The official scorer recorded it as a loss. An air of disappointment pervaded the locker room, the players citing their expectation to end the game with a victory. In the school’s recent history, the game barely even deserved mention as one of the best.
Despite these facts, sometimes the best indicator of a team is how they lose. Specifically, this idea applies to mid-major FBS teams in their matchups against strong Power Five conference opponents. Even with a remarkable streak of five consecutive seasons with at least 11 wins, Northern Illinois University (2-1) reminded the nation of its formidable program with a loss on Saturday to No. 1 Ohio State (3-0). Entering the contest as a 34-point underdog, the Huskies confounded OSU with stifling defense en route to a narrow 20-13 defeat. As far as national exposure goes, any team that can make J.T. Barrett and Cardale Jones look utterly inept usually receives increased publicity. While Power Five teams may schedule NIU to gain a supposedly easy non-conference win against a school that is more reputable than an FCS team, this program has toppled Iowa, Purdue, and Northwestern in the last two seasons. With a reasonable level of confidence, the Huskies look to do the same against a depleted and battered Boston College football team.

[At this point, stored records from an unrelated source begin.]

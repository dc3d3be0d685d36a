//! Core data models for the paper search system.
//!
//! This module contains the fundamental data structures shared across the
//! application: the per-paper metadata record loaded with the corpus, the
//! scored results produced per query, and the manifest that pins the
//! embedding model a corpus was built with.

use serde::{Deserialize, Serialize};

/// Prefix of the label used when a paper carries no title.
pub const FALLBACK_TITLE_PREFIX: &str = "Research Paper";

/// Metadata for one paper in the corpus.
///
/// Records are produced by the corpus pipeline and are immutable once loaded.
/// Position `i` of the metadata sequence always describes row `i` of the
/// embedding matrix.
#[derive(Debug, Clone, Serialize, Deserialize, PartialEq)]
pub struct PaperRecord {
    /// Stable identifier of the paper
    pub paper_id: String,

    /// Paper title, when the corpus pipeline could attach one
    #[serde(default, skip_serializing_if = "Option::is_none")]
    pub title: Option<String>,

    /// Extractive summary of the paper (the text that was embedded)
    pub summary: String,

    /// Topic label assigned during corpus curation
    #[serde(default, skip_serializing_if = "Option::is_none")]
    pub topic: Option<String>,
}

impl PaperRecord {
    /// Create a record without title or topic.
    pub fn new(paper_id: impl Into<String>, summary: impl Into<String>) -> Self {
        Self {
            paper_id: paper_id.into(),
            title: None,
            summary: summary.into(),
            topic: None,
        }
    }

    /// Attach a title.
    pub fn with_title(mut self, title: impl Into<String>) -> Self {
        self.title = Some(title.into());
        self
    }

    /// The title to show for this paper.
    ///
    /// Falls back to `Research Paper {paper_id}` when the title is absent or
    /// blank.
    pub fn display_title(&self) -> String {
        match self.title.as_deref().map(str::trim) {
            Some(title) if !title.is_empty() => title.to_string(),
            _ => format!("{} {}", FALLBACK_TITLE_PREFIX, self.paper_id),
        }
    }
}

/// A single search hit.
///
/// Built fresh for every query and never mutated afterwards. Only hits whose
/// score reached the relevance threshold are ever materialized.
#[derive(Debug, Clone, Serialize, Deserialize, PartialEq)]
pub struct ScoredResult {
    /// Identifier of the matched paper
    pub paper_id: String,

    /// Title, or the fallback label when the record has none
    pub title: String,

    /// Summary text of the matched paper
    pub summary: String,

    /// Cosine similarity between the query and the paper (-1.0 to 1.0)
    pub score: f32,
}

impl ScoredResult {
    /// Create a result for `record` with the given similarity score.
    pub fn from_record(record: &PaperRecord, score: f32) -> Self {
        Self {
            paper_id: record.paper_id.clone(),
            title: record.display_title(),
            summary: record.summary.clone(),
            score,
        }
    }
}

/// Ranked hits for one query, highest score first, at most `top_k` long.
#[derive(Debug, Clone, Default, Serialize, Deserialize, PartialEq)]
#[serde(transparent)]
pub struct ResultSet {
    results: Vec<ScoredResult>,
}

impl ResultSet {
    /// An empty result set.
    pub fn empty() -> Self {
        Self::default()
    }

    pub(crate) fn from_ranked(results: Vec<ScoredResult>) -> Self {
        Self { results }
    }

    pub fn len(&self) -> usize {
        self.results.len()
    }

    pub fn is_empty(&self) -> bool {
        self.results.is_empty()
    }

    pub fn get(&self, rank: usize) -> Option<&ScoredResult> {
        self.results.get(rank)
    }

    pub fn iter(&self) -> std::slice::Iter<'_, ScoredResult> {
        self.results.iter()
    }

    pub fn as_slice(&self) -> &[ScoredResult] {
        &self.results
    }
}

impl<'a> IntoIterator for &'a ResultSet {
    type Item = &'a ScoredResult;
    type IntoIter = std::slice::Iter<'a, ScoredResult>;

    fn into_iter(self) -> Self::IntoIter {
        self.results.iter()
    }
}

/// Identity of the embedding model a corpus was built with.
///
/// Written next to the corpus artifacts so query-time encoding can be
/// checked against build-time encoding. Scores between vectors from two
/// different models are meaningless.
#[derive(Debug, Clone, Serialize, Deserialize, PartialEq, Eq)]
pub struct CorpusManifest {
    /// Name/identifier of the embedding model (e.g., "all-MiniLM-L6-v2")
    pub model_name: String,

    /// Dimension of the embedding vectors
    pub dimension: usize,

    /// Number of papers in the corpus
    pub count: usize,
}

NIU has traditionally been led by an explosive offense, featuring a dual-threat quarterback and multiple running backs and receivers with great skill in open space. This season’s rendition has sacrificed a bit of the depth of previous squads, but still features capable athletes. Junior QB Drew Hare leads the team. The veteran signal caller tallied 900 rushing yards and 18 touchdowns against two interceptions in 2014 and has shown his talents in the early parts of 2015. With NIU’s lack of depth at running back, junior Joel Bouagnon has become a workhorse, with 57 carries already in 2015. Kenny Golladay, a junior transfer from North Dakota, has emerged as an explosive weapon from a thin wide receiving corps, accounting for 45 percent of NIU’s total receiving yardage and ranking sixth nationally with 376 yards.
Despite lacking its usual assortment of players, NIU has retained its traditionally untraditional offensive scheme. The offense, which has already amassed three touchdowns of over 45 yards, is built on the read-option and pre-snap motion. The threat of Hare running the football opens lanes for Bouagnon and the receivers. Head coach Rod Carey likes to call for the jet sweep, where a running back will sprint horizontally across the field, passing the QB just after he has taken the snap. They can hand it off, fake it and run with Hale, or use the fake to open passing plays. Ideally, this offense prefers to throw more than it runs the football.
Through pre-snap motion and play-action, the Huskies effectively disguise their offense and can run many plays from the same setup. While their passing plays are nothing more complex than opening space for downfield throws or creating lanes for quick screens, the motion moves defenders to aid the offense. Against BC, look for NIU to be a bit conservative in the passing game, much as they were against OSU. Figure for heavy doses of Hale and Bouagnon on the ground and short throws, as NIU’s offensive line will likely struggle against BC’s top-rated front seven.
In fact, the Northern Illinois offense amassed over 22 yards on a drive just once last Saturday. The majority of their points were scored following turnovers created by the defense. This season more than usual, NIU has relied on defensive efforts. Although NIU averages a pedestrian 388 yards allowed per game, Carey’s defense has forced nine turnovers in its first three games, good for fourth-best in the nation. In addition, while opponents have entered the red zone 10 times against the Huskies’ defense, they have scored a touchdown from that area just twice. While they have not been great at stopping ball movement, the Huskies have excelled at momentum-changing plays and at protecting their end zone.
With seven interceptions, including three against the Buckeyes, the secondary eagerly awaits a matchup with BC’s new QBs. To score against the BC defense, NIU will need at least one or two turnovers that create a short field. In order to place BC into those necessary passing scenarios, NIU needs to make BC’s rushing attack as inefficient as possible. This could prove to be a tall order, as Ohio State racked up 162 yards against them on the ground last weekend.
The Eagles’ clearly defined run-first philosophy, however, should give them an edge in terms of how many defenders they can commit to the run. Especially with new QBs, they can expect BC’s play calling to be rather predictable. To counter BC’s size advantage on the offensive line, they can crowd the box, especially when BC uses its heavy packages, with multiple tight ends and a fullback. By shutting down the running game, the defense can force passing situations, in which it can play tight coverage on the BC receivers, forcing Troy Flutie or Jeff Smith to throw into tight windows. These scenarios are critical for NIU to force the turnovers it will need for victory.
This week, a close loss that brings the program attention is no longer enough. For NIU, this is the week that they take another step forward to prove that they are not a team to be trifled with.